Feb. 19, 2009— -- People living in neighborhoods where fast food restaurants are plentiful appear to have a higher risk of stroke than those living where such restaurants are scarce, a new study says.
Fast food consumption has previously been linked to higher rates of heart disease and organ damage. In this latest study tying fast food restaurants to cardiovascular ills, researchers studying neighborhoods in one Texas county found that people living in regions with 33 fast food restaurants or more had 13 percent greater odds of stroke than those living in neighborhoods with the fewest fast-food joints.
The study also showed that each additional fast food restaurant in the neighborhood increased the chance of stroke by 1 percent. The results of the research were presented at the International Stroke Conference in San Diego on Thursday.
"This study suggests that those living in neighborhoods with a high density of fast food restaurants have an increased stroke risk," said Dr. Lewis Morgenstern, lead author of the study and director of the University of Michigan's stroke program in Ann Arbor.
But he cautioned that the findings are purely associative and do not necessarily point to a direct link between the restaurants' offerings and potentially deadly stroke.
"I can't tell you that anybody who had a stroke in this study has ever had a burger in their lives," Morgenstern said. "But I can tell you that these neighborhoods on the whole have factors that increase the risk of stroke."
Keith Thomas Ayoob, a pediatric nutritionist at the Albert Einstein College of Medicine in Brooklyn, N.Y., agreed that the results of the research did not lend themselves easily to an interpretation that fast food was the true stroke culprit.
"It's hard to know whether this is a chicken or egg thing," he said.
While the exact reasons for the association may be difficult to pinpoint in this study alone, Dr.

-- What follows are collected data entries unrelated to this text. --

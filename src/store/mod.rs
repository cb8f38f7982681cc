pub mod sqlite;

use chrono::{DateTime, Utc};

use crate::app::Result;
use crate::domain::{Feed, FeedUpdate, Item};

pub use sqlite::SqliteStore;

/// Outcome of writing one parsed document into the store.
#[derive(Debug, Clone, Copy, Default, PartialEq, Eq)]
pub struct UpsertStats {
    pub inserted: usize,
    pub updated: usize,
}

/// Feed store used by the refresh engine.
///
/// Implementations serialize access however they like; the refresh path
/// assumes each call is atomic on its own and that `commit_refresh` is
/// atomic as a whole.
pub trait Store {
    // Feed operations
    fn add_feed(&self, feed: &Feed) -> Result<i64>;
    fn get_feed(&self, id: i64) -> Result<Option<Feed>>;
    fn get_feed_by_url(&self, url: &str) -> Result<Option<Feed>>;
    /// Visible feeds only.
    fn list_feeds(&self) -> Result<Vec<Feed>>;
    fn list_all_feeds(&self) -> Result<Vec<Feed>>;
    fn set_feed_visible(&self, url: &str, visible: bool) -> Result<()>;
    fn update_feed(&self, id: i64, update: &FeedUpdate) -> Result<()>;
    fn update_feed_error(&self, id: i64, error: &str, when: DateTime<Utc>) -> Result<()>;
    fn clear_feed_error(&self, id: i64) -> Result<()>;
    /// Records a 304: clears the error and bumps `last_updated`, nothing else.
    fn mark_not_modified(&self, id: i64, when: DateTime<Utc>) -> Result<()>;
    fn delete_feed(&self, id: i64) -> Result<()>;

    // Item operations
    /// Returns `true` when a new row was created.
    fn upsert_item(&self, item: &Item) -> Result<bool>;
    /// Clears the feed error, writes `update` and upserts `items` in one
    /// transaction. Unlike `update_feed`, a `None` title or description
    /// overwrites the stored value.
    fn commit_refresh(&self, id: i64, update: &FeedUpdate, items: &[Item]) -> Result<UpsertStats>;
    fn get_items_by_feed(&self, feed_id: i64) -> Result<Vec<Item>>;
    fn get_all_items(&self) -> Result<Vec<Item>>;

    // Read status
    fn set_read(&self, item_id: i64, read: bool) -> Result<()>;
    fn mark_all_read(&self, feed_id: i64) -> Result<()>;
    fn get_unread_count(&self, feed_id: i64) -> Result<i64>;
}
use std::collections::HashMap;
use std::sync::Arc;

use crate::tasks::{SchedulerError, TaskHandler, TaskType};

/// Handlers collected before the scheduler is built, so a duplicate binding
/// is caught at construction time instead of at dispatch.
#[derive(Default, Clone)]
pub struct HandlerRegistry {
    handlers: HashMap<TaskType, Arc<dyn TaskHandler>>,
}

impl HandlerRegistry {
    pub fn new() -> Self {
        Self::default()
    }

    pub fn register(&mut self, handler: Arc<dyn TaskHandler>) -> Result<(), SchedulerError> {
        let task_type = handler.task_type();
        if self.handlers.contains_key(&task_type) {
            return Err(SchedulerError::DuplicateHandler(task_type));
        }
        self.handlers.insert(task_type, handler);
        Ok(())
    }

    /// Builder form of [`register`](Self::register).
    pub fn with(mut self, handler: Arc<dyn TaskHandler>) -> Result<Self, SchedulerError> {
        self.register(handler)?;
        Ok(self)
    }

    pub(crate) fn into_map(self) -> HashMap<TaskType, Arc<dyn TaskHandler>> {
        self.handlers
    }
}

David Katz, co-founder and director of the Yale Prevention Research Center, said the data could be viewed as a further implication of fast food.
"Among the many ills of fast food is an extremely high sodium content," said Katz, who was not affiliated with the study. "A highly processed fast food meal may provide a full day's sodium requirement, or more.
"Sodium is a contributor to hypertension, hypertension is a contributor to stroke."